## ASSIGNED TASK
Which lines to output? The line containing "pub mod rt;" and every line after it in the data below, each copied exactly.

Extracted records
........

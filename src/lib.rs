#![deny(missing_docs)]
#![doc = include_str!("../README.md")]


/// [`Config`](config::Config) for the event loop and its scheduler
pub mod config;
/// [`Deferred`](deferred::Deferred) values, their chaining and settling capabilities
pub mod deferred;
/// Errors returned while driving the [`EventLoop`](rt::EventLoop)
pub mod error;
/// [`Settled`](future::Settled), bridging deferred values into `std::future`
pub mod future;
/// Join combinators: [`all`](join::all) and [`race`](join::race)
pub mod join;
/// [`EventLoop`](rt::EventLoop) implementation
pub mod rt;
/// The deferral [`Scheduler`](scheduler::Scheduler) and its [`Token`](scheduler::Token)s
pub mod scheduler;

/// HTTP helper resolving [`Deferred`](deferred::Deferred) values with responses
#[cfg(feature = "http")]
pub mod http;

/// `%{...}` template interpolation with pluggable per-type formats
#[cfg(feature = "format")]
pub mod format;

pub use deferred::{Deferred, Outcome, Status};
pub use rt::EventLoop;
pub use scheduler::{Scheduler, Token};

........

## SOLUTION FOR THIS EXERCISE
pub mod rt;
/// The deferral [`Scheduler`](scheduler::Scheduler) and its [`Token`](scheduler::Token)s
pub mod scheduler;

/// HTTP helper resolving [`Deferred`](deferred::Deferred) values with responses
#[cfg(feature = "http")]
pub mod http;

/// `%{...}` template interpolation with pluggable per-type formats
#[cfg(feature = "format")]
pub mod format;

pub use deferred::{Deferred, Outcome, Status};
pub use rt::EventLoop;
pub use scheduler::{Scheduler, Token};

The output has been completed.